The Golden Age of Veterinary Medicine
I spent this past weekend at one of those boring conferences you have to go to every so often to make sure your license doesn’t get revoked for some odd regulatory issue or another. It was torture. I sat there like a good girl, knitting away while trying to look profoundly interested in the subject matter while visions of Disney World (just outside this Orlando conference hall) danced in my head.
At lunchtime, I happened to meet a physician, also there for some regulatory sort of conference. Immediately upon hearing I was a vet, he launched into a career-oriented tale of woe over his greasy plate of hotel conference food. I had no choice but to sit, again, and listen to someone spew on a subject that barely interested me. In this case, human health insurance.
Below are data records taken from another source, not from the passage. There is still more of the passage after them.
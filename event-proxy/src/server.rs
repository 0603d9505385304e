use std::sync::Arc;

use axum::{
    extract::{Path, Query, State},
    http::{header, StatusCode},
    response::{IntoResponse, Response},
    routing::{get, post},
    Json, Router,
};
use event_time::{
    format_date_input, format_time_input, ics_filename, parse_date, to_icalendar, validate_time,
    Calendar, Event, EventForm, IcsSettings, CONTENT_TYPE,
};
use serde::{Deserialize, Serialize};

use crate::cache::{self, Cache};
use crate::error::{Error, Result};
use crate::upstream::Upstream;

const FEED_NAME: &str = "Events";
const EVENT_CACHE_CAPACITY: usize = 1024;

#[derive(Clone)]
pub struct AppState {
    upstream: Arc<Upstream>,
    settings: Arc<IcsSettings>,
    events: Arc<Cache<String, Event>>,
    feed: Arc<Cache<(), Calendar>>,
}

impl AppState {
    pub fn new(upstream: Upstream, settings: IcsSettings, cache: cache::Config) -> Self {
        Self {
            upstream: Arc::new(upstream),
            settings: Arc::new(settings),
            events: Cache::new(cache, EVENT_CACHE_CAPACITY),
            feed: Cache::new(cache, 1),
        }
    }
}

pub fn router(state: AppState) -> Router {
    Router::new()
        .route("/events.ics", get(handle_feed))
        .route("/events/normalize", post(handle_normalize))
        .route("/events/:file", get(handle_event))
        .route("/mask/date", get(handle_mask_date))
        .route("/mask/time", get(handle_mask_time))
        .fallback(|| async { (StatusCode::NOT_FOUND, "Not found") })
        .with_state(state)
}

#[derive(Deserialize)]
struct ExportQuery {
    #[serde(default)]
    json: bool,
}

#[derive(Deserialize)]
struct MaskQuery {
    #[serde(default)]
    value: String,
}

#[derive(Debug, PartialEq, Eq, Serialize)]
struct Masked {
    value: String,
    valid: bool,
}

async fn handle_feed(State(state): State<AppState>) -> Result<Response> {
    let calendar = fetch_feed(&state).await?;

    Ok((
        [(header::CONTENT_TYPE, CONTENT_TYPE)],
        calendar.to_ics(&state.settings).to_string(),
    )
        .into_response())
}

async fn handle_event(
    State(state): State<AppState>,
    Path(file): Path<String>,
    Query(query): Query<ExportQuery>,
) -> Result<Response> {
    let id = file.trim_end_matches(".ics");
    let event = fetch_event(&state, id).await?;

    if query.json {
        return Ok(Json(event.as_ref()).into_response());
    }

    let disposition = format!("attachment; filename=\"{}\"", ics_filename(&event.title));

    Ok((
        [
            (header::CONTENT_TYPE, CONTENT_TYPE.to_string()),
            (header::CONTENT_DISPOSITION, disposition),
        ],
        to_icalendar(&event, &state.settings),
    )
        .into_response())
}

async fn handle_normalize(Json(form): Json<EventForm>) -> Response {
    match form.normalize() {
        Ok(input) => Json(input).into_response(),
        Err(errors) => {
            tracing::debug!(%errors, "rejected event form");
            (StatusCode::UNPROCESSABLE_ENTITY, Json(errors)).into_response()
        }
    }
}

async fn handle_mask_date(Query(query): Query<MaskQuery>) -> Json<Masked> {
    let value = format_date_input(&query.value);
    let valid = parse_date(&value).is_ok();
    Json(Masked { value, valid })
}

async fn handle_mask_time(Query(query): Query<MaskQuery>) -> Json<Masked> {
    let value = format_time_input(&query.value);
    let valid = validate_time(&value);
    Json(Masked { value, valid })
}

async fn fetch_event(state: &AppState, id: &str) -> Result<Arc<Event>> {
    let key = id.to_string();

    if let Some(event) = state.events.get(&key).await {
        tracing::debug!(%id, "serving cached event");
        return Ok(event);
    }

    let event = state
        .upstream
        .get_event(id)
        .await?
        .ok_or_else(|| Error::NotFound(key.clone()))?;

    tracing::info!(%id, title = %event.title, "fetched event");

    Ok(Arc::clone(&state.events).insert(key, event).await)
}

async fn fetch_feed(state: &AppState) -> Result<Arc<Calendar>> {
    if let Some(calendar) = state.feed.get(&()).await {
        tracing::debug!("serving cached feed");
        return Ok(calendar);
    }

    let events = state.upstream.list_events().await?;
    tracing::info!(count = events.len(), "fetched event feed");

    let calendar = Calendar {
        name: FEED_NAME.to_string(),
        events,
    };

    Ok(Arc::clone(&state.feed).insert((), calendar).await)
}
The subject is a fave among human docs but one that unfailingly starts to sound like a broken record. The moral of their story? Never, ever, under any circumstances allow the health insurance industry into your practice. You will lose far more than you will ever gain.
They say that if we allow pet health insurance companies to start paying for pet care they will eventually start to dictate the terms of that care. Indisputably, that’s what has happened in human medicine. And so, naturally, we are right to be on the alert for any signs of that crisis. IMHO we’re no where near that catastrophic scenario—we’re still on the teeny cusp of that bell curve that leads up to excellence in vet medicine (eventually) before the insurance industry comes crashing down on us on the other side.
My boyfriend and I are avid watchers of the veterinary industry. We have the luck (or curse) of bringing multiple perspectives to the table: He spent several years in veterinary academia and now works as a surgeon in a specialty practice. I`ve worked emergency and general practice and have one of those fancy MBAs under my belt. Between the two of us we can argue for hours on veterinary issues and come up with about ten opinions apiece for any given subject—we actually do this. (BTW, stay tuned for our podcast, Vet PillowTalk, where the bravest among you can tune in to our seriously silly banter on all things pet and vet related.)
Throughout our (often heated) discussions, Marc and I always agree on one thing. We’re lucky enough to be living through the Golden Age of vet medicine. And we’re only in the infancy of what we hope is a long upward trend in quality healthcare for pets. The trend surely seems inevitable: as pets increase in their cultural attachment to us humans, medical advances on their behalf will correspondingly follow suit.
Yet while still so many pets suffer the indignity of neglect, abandonment and/or outright abuse, it’s hard for most people to see the writing on the wall. As a vet, however, perhaps that perspective looks a little clearer—and brighter. It’s not just that we can calculate, in dollars, how much more our clients spend compared to their spending of ten years past. While that has, of course changed, more drastic is the shift in how much more our clients expect and demand from us.
But don’t assume that small animal vets are making more money. To be sure, someone is. But that someone is more likely to include the drug companies, the mere spore of a pet health insurance industry, supply distributors, and our more sophisticated co-worker colleagues (vet techs). Despite the squeeze, most vets are happier—at least those of us who value a greater workplace challenge and an expanded role to play in society at large.
And it’s not just about pets; our profession is growing horizontally as well as vertically. Who do you assume is on the front lines of the avian flu epidemic? HIV? Gene therapy? It’s us. My genetics and reproduction professor at the University of Pennsylvania vet school? He’s a Nobel laureate. No longer are we worrying over how many chocolates and yellows we can get out of two particular blacks. It’s a game of bigger stakes now.
Small animal vets can stress out about how little we make relative to our expanded hours and astronomical student loans. And we are justified in doing so but that gives us no license to ignore the positive changes to our work life we’ve perhaps begun to take for granted.
So what about pet health insurance? Will it really wreak havoc on our industry or will it bring state-of-the-art care to our work in record time? I don’t know the answer—perhaps I should put my MBA to work and perform a scenario analysis for academic publication. For the moment, however, from my vantage point as a clinician slogging away in the trenches, I see it merely a symptom of the tremendous gains we’ve made in the pet healthcare arena—thanks to you, the committed pet advocates and those simply demanding better care for your whole families.